But, it should not go without saying that such a view aligns with Eichmann’s deliberately-crafted legal defense through which he sought to evade liability, to present himself as someone who was motivated, above all, by a desire to follow orders rather than conscious, racist animus. The picture of Eichmann that emerges instead from mountains of documents released a decade or more after the trial is not, however, that of a grey, thoughtless bureaucrat but of an enthusiastically vicious anti-Semite and racist who relished the spotlight, who boasted of his racism, and welcomed any inflated account of his role in atrocities (cf. Stangneth, Eichmann before Jerusalem).

This does not mean it would be better to treat fascism as if it were unconnected with the everyday functioning of racism, white supremacy and anti-Semitism. Accounts of the rise and murderous teleology of fascism as a kind of malign, satanic possession mystify the banality of fascism’s appeal. Such explanations dangerously ignore the ways in which that appeal is facilitated and sustained. Every chronicle of fascism as an inexplicable deviation from the ‘ordinary’ daily life in capitalism or as the working of supernatural forces obscures its tangible pay-off for some.

There is nothing secret about what those benefits were for parts of the population.
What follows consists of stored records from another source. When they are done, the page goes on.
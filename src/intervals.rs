//! 点击间隔数据集
//!
//! 文件格式: 单行逗号分隔的毫秒数, 无表头, 无转义。
//! `IntervalSet` 保证非空, 顺序为载入顺序, 可原地打乱。

use rand::rngs::StdRng;
use rand::seq::SliceRandom;
use rand::{Rng, SeedableRng};
use std::fs;
use std::path::Path;
use tracing::{debug, info};

use crate::error::{ClickerError, ClickerResult};

// =====================================================================
// IntervalSet
// =====================================================================

/// 非空的间隔样本集 (ms)
#[derive(Debug, Clone, PartialEq)]
pub struct IntervalSet {
    samples: Vec<f64>,
}

impl IntervalSet {
    /// 空集合视为错误, 而不是退化分布
    pub fn new(samples: Vec<f64>) -> ClickerResult<Self> {
        if samples.is_empty() {
            return Err(ClickerError::EmptySampleSet);
        }
        Ok(Self { samples })
    }

    /// 从文件载入
    pub fn load(path: &Path) -> ClickerResult<Self> {
        let text = fs::read_to_string(path).map_err(|source| ClickerError::FileOpen {
            path: path.to_path_buf(),
            source,
        })?;
        let set = Self::new(parse(&text)?)?;
        info!("📂 载入 {} 个间隔: {}", set.len(), path.display());
        Ok(set)
    }

    pub fn as_slice(&self) -> &[f64] {
        &self.samples
    }

    pub fn len(&self) -> usize {
        self.samples.len()
    }

    /// 平均间隔 (ms)
    pub fn mean(&self) -> f64 {
        self.samples.iter().sum::<f64>() / self.samples.len() as f64
    }

    /// 平均每秒点击数
    pub fn cps(&self) -> f64 {
        1000.0 / self.mean()
    }

    /// 真实的最小/最大值
    pub fn range(&self) -> (f64, f64) {
        self.samples
            .iter()
            .fold((f64::INFINITY, f64::NEG_INFINITY), |(lo, hi), &v| {
                (lo.min(v), hi.max(v))
            })
    }

    /// 原地打乱 (每次从系统熵源重新播种)
    pub fn shuffle(&mut self) {
        let mut rng = StdRng::from_entropy();
        self.shuffle_with(&mut rng);
    }

    pub fn shuffle_with<R: Rng + ?Sized>(&mut self, rng: &mut R) {
        self.samples.shuffle(rng);
        debug!("🔀 已打乱 {} 个间隔", self.samples.len());
    }
}

// =====================================================================
// 读写
// =====================================================================

/// 解析逗号分隔文本; 任何非法 token 都是硬错误
pub fn parse(text: &str) -> ClickerResult<Vec<f64>> {
    let text = text.trim();
    if text.is_empty() {
        return Ok(Vec::new());
    }
    text.split(',')
        .enumerate()
        .map(|(index, raw)| {
            let token = raw.trim();
            match token.parse::<f64>() {
                Ok(v) if v.is_finite() && v > 0.0 => Ok(v),
                _ => Err(ClickerError::Parse {
                    index,
                    token: token.to_string(),
                }),
            }
        })
        .collect()
}

/// 格式化为单行, 元素之间用逗号分隔
pub fn format(delays: &[f64]) -> String {
    delays
        .iter()
        .map(|d| d.to_string())
        .collect::<Vec<_>>()
        .join(",")
}

/// 整体写出, 不保证原子性
pub fn save(path: &Path, delays: &[f64]) -> ClickerResult<()> {
    fs::write(path, format(delays)).map_err(|source| ClickerError::FileOpen {
        path: path.to_path_buf(),
        source,
    })?;
    info!("💾 已保存 {} 个间隔: {}", delays.len(), path.display());
    Ok(())
}
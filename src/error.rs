//! 错误类型
//!
//! 间隔文件读写、采样参数与文件选择相关的错误。
//! 所有错误都会回到主菜单, 不会终止进程。

use std::path::PathBuf;

#[derive(Debug, thiserror::Error)]
pub enum ClickerError {
    /// 源文件/目标文件无法打开 (读写两侧共用)
    #[error("无法打开文件 {}: {source}", .path.display())]
    FileOpen {
        path: PathBuf,
        #[source]
        source: std::io::Error,
    },

    /// 数值无法解析 (index 从 0 开始)
    #[error("第 {index} 个间隔无法解析: {token:?}")]
    Parse { index: usize, token: String },

    /// 没有任何间隔数据
    #[error("文件中没有间隔数据")]
    EmptySampleSet,

    /// 用户取消了文件选择
    #[error("文件选择已取消")]
    DialogCanceled,

    /// 文件选择器本身出错 (非取消)
    #[error("文件选择器出错: {0}")]
    Dialog(String),

    /// 带宽必须为正数
    #[error("带宽必须大于 0, 实际: {0}")]
    InvalidBandwidth(f64),
}

pub type ClickerResult<T> = std::result::Result<T, ClickerError>;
Parts of the Left dislike talking about this aspect because denying that some working class people support fascism keeps a fetishistic, homogeneous, implicitly white view of ‘the working class’ intact, and maintaining that view is treated as far more important than addressing the racism that is pivotal to cross-class, nationalist alliances around the possession of whiteness.

But it is nevertheless an open secret that, from the mid-1930s in Germany, that pay-off involved the elaboration of a generous, racially-exclusive welfare state supportive of ‘Aryan’ families and ‘productive’ workers. That understanding of economics and welfare involved the Malthusian fabrication of a ‘problem of overpopulation’—the Nazi obsession with ‘parasitic bankers’ and ‘unproductive’ populations (such as ‘lazy Poles’) in the occupied zones—that culminated in the logistical organization of an industrial-scale ‘final solution’ (cf. Aly and Heim, Architects of Annihilation). It is a reminder that when the ugly premises of population theory and (racial-sexual) productivism are given credence as ‘legitimate concerns’ and economic truths, the worst horrors can be redefined as harsh but reasonable solutions to a seemingly self-evident ‘problem.’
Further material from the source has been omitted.